From the listing below, work out how many lines contain "them". Reply with that number only.

________________________________________

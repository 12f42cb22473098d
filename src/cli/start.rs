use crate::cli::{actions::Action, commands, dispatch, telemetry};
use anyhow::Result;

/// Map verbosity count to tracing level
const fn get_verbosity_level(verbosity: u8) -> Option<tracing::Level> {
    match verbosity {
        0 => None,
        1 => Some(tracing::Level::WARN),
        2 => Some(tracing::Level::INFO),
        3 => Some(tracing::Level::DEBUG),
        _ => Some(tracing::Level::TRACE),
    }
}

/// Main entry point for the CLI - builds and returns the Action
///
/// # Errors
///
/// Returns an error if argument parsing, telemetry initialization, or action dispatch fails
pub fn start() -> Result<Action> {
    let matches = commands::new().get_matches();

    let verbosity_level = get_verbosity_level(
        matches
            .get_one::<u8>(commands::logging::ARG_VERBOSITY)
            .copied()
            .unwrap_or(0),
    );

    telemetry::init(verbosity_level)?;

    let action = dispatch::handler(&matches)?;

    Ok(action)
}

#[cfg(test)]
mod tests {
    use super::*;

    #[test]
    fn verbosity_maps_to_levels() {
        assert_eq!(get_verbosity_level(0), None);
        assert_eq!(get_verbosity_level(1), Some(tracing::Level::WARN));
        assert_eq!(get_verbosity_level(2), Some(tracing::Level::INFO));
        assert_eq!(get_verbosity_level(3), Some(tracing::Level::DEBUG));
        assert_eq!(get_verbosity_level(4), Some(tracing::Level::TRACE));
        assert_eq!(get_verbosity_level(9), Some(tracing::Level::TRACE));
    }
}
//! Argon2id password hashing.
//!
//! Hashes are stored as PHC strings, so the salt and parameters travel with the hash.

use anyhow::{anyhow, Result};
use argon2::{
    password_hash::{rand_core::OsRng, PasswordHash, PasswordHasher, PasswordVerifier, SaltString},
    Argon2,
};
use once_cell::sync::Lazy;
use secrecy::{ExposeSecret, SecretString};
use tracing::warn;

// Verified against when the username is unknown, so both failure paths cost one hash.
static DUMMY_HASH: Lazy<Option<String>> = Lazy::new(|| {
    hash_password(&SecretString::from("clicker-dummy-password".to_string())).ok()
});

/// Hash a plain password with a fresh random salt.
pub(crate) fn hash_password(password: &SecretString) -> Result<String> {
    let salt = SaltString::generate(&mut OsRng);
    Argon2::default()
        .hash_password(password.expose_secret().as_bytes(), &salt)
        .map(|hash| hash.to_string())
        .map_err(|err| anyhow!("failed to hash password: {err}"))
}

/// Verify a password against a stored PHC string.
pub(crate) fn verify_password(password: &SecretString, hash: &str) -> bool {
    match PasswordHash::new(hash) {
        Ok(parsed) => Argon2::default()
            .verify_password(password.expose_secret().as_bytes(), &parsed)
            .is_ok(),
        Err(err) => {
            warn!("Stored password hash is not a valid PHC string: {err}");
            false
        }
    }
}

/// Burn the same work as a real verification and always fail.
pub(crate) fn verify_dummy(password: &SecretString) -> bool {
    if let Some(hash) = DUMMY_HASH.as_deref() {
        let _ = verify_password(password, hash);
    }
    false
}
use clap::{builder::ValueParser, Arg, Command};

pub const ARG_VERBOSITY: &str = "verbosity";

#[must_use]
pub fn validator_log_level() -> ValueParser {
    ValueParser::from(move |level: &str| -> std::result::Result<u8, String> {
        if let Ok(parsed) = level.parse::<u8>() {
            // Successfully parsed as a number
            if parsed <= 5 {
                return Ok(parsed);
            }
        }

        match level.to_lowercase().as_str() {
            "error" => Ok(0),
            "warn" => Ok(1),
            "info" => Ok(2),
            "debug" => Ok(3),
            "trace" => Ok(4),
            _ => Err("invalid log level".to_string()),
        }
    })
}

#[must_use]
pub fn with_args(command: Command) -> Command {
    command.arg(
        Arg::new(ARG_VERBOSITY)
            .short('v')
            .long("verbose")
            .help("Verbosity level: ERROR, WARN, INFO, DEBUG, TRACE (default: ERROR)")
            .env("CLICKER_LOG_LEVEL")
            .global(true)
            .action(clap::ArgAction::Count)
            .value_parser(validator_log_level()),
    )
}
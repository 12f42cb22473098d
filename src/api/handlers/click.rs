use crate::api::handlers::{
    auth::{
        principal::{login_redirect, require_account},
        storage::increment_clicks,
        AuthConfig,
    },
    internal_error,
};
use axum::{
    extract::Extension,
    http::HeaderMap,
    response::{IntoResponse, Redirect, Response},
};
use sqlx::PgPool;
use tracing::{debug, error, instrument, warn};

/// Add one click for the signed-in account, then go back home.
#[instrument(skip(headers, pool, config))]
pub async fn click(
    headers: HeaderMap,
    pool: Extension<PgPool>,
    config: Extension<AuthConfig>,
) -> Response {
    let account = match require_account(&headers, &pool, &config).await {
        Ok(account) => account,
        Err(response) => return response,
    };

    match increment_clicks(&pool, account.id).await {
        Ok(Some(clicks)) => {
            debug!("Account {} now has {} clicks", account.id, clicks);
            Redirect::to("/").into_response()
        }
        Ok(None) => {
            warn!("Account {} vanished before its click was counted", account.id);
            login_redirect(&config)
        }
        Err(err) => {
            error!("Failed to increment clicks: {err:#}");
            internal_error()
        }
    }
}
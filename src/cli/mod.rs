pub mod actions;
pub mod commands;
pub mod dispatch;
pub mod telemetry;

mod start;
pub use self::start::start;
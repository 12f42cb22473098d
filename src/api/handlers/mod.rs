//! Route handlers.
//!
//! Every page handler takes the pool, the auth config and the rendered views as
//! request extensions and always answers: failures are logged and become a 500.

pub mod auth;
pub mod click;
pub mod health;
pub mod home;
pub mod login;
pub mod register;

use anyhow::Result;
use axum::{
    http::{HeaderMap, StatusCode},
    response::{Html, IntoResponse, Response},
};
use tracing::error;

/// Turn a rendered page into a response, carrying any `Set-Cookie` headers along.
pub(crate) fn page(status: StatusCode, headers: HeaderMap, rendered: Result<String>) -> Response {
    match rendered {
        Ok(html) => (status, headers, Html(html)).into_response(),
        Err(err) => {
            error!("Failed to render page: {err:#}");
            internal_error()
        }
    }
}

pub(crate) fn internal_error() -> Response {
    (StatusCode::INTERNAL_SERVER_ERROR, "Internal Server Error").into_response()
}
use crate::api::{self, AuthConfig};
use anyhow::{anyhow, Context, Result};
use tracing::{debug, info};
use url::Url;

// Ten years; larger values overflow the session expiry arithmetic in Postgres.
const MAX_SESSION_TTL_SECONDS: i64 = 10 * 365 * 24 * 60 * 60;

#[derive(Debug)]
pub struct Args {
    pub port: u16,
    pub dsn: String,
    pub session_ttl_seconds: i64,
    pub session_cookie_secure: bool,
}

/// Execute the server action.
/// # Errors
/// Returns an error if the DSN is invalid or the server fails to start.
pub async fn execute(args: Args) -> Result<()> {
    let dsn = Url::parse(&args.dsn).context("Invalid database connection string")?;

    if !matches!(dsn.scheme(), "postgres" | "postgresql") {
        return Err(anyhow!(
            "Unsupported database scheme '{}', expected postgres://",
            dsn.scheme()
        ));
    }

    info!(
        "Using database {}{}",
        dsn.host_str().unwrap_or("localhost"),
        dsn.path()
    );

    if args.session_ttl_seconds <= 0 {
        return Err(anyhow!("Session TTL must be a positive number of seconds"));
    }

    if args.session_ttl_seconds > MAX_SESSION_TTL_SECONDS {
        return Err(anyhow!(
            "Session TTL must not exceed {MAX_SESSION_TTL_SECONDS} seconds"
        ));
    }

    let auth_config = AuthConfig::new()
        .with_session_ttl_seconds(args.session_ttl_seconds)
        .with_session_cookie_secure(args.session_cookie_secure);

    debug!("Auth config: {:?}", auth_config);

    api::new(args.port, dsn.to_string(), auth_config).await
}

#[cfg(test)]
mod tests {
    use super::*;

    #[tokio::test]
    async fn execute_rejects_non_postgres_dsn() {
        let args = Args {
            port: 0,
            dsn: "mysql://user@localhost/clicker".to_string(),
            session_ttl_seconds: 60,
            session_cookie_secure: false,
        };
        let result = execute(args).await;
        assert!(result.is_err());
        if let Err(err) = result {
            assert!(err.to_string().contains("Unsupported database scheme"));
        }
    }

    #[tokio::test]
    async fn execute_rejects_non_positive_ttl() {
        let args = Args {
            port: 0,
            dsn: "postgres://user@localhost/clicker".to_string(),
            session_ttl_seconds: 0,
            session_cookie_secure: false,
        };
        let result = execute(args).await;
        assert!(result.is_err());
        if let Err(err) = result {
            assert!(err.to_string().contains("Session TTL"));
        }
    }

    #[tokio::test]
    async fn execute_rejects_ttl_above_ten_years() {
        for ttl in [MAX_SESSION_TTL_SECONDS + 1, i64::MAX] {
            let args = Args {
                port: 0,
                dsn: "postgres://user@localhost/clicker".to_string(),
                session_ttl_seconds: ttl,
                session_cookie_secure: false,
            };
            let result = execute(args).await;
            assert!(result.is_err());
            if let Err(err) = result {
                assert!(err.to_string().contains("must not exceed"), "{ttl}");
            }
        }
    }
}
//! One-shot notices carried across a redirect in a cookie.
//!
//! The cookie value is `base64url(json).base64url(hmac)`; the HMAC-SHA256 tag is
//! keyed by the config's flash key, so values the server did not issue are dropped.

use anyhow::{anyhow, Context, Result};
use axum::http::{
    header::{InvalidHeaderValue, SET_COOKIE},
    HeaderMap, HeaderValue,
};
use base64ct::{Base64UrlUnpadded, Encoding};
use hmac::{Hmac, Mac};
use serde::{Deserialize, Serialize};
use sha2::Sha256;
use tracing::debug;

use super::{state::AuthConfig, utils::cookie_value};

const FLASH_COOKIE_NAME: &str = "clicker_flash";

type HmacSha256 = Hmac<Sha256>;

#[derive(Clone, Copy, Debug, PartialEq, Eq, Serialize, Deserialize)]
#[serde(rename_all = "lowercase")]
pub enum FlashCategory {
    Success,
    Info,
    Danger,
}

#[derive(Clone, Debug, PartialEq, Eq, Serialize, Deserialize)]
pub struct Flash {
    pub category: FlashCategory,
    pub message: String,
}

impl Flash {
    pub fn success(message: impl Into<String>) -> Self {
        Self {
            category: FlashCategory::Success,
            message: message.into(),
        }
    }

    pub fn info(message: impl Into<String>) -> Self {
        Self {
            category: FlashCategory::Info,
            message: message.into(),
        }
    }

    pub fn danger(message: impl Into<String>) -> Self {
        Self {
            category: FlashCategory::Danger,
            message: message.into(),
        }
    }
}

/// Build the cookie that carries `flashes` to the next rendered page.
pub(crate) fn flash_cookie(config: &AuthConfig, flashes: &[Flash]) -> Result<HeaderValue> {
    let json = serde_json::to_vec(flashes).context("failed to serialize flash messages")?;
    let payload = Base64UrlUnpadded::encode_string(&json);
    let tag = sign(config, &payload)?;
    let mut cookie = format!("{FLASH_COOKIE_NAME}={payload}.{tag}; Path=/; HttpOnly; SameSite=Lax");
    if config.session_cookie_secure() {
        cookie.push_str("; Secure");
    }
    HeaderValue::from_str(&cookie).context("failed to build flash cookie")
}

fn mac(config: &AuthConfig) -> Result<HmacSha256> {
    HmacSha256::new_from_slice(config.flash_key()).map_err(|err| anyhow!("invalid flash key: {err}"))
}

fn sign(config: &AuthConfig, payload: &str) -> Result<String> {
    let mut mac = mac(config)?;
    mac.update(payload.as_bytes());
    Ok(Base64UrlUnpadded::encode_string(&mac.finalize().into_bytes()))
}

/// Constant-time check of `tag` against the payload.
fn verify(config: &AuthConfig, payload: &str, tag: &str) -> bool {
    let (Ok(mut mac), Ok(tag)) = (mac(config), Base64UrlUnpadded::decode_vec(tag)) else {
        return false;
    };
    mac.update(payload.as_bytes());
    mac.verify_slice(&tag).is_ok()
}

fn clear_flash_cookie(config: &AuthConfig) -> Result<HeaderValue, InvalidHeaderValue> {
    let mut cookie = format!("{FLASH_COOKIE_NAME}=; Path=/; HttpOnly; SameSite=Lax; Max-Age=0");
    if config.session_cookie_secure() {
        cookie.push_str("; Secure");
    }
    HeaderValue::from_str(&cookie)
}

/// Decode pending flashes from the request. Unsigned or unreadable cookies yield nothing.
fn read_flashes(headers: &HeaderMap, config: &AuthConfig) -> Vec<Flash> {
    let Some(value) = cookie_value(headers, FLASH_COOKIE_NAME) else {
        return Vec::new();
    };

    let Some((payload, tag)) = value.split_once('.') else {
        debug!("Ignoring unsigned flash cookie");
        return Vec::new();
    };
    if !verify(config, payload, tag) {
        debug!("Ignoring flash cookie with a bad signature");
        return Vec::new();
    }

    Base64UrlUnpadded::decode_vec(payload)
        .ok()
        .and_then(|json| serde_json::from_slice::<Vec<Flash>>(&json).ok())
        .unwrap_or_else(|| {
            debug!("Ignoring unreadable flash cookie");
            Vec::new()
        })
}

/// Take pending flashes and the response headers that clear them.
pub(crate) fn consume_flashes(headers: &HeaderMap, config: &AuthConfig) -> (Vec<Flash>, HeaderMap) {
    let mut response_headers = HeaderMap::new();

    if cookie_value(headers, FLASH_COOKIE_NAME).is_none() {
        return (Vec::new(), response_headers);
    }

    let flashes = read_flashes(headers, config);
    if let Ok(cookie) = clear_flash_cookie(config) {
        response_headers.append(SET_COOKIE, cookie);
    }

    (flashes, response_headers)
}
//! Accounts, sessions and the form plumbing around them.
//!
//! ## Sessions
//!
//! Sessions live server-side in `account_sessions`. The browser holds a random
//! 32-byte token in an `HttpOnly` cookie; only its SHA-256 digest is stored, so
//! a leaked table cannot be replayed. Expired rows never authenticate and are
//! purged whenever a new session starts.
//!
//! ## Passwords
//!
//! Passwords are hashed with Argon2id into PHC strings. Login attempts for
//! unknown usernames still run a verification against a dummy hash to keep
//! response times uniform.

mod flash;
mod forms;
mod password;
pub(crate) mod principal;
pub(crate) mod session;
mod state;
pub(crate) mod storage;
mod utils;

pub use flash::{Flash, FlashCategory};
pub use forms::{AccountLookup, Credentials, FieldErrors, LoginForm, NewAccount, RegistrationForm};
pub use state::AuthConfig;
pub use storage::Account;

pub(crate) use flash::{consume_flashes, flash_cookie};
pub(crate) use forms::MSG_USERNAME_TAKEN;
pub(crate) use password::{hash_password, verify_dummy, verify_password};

________________________________________

* **Reply**:
2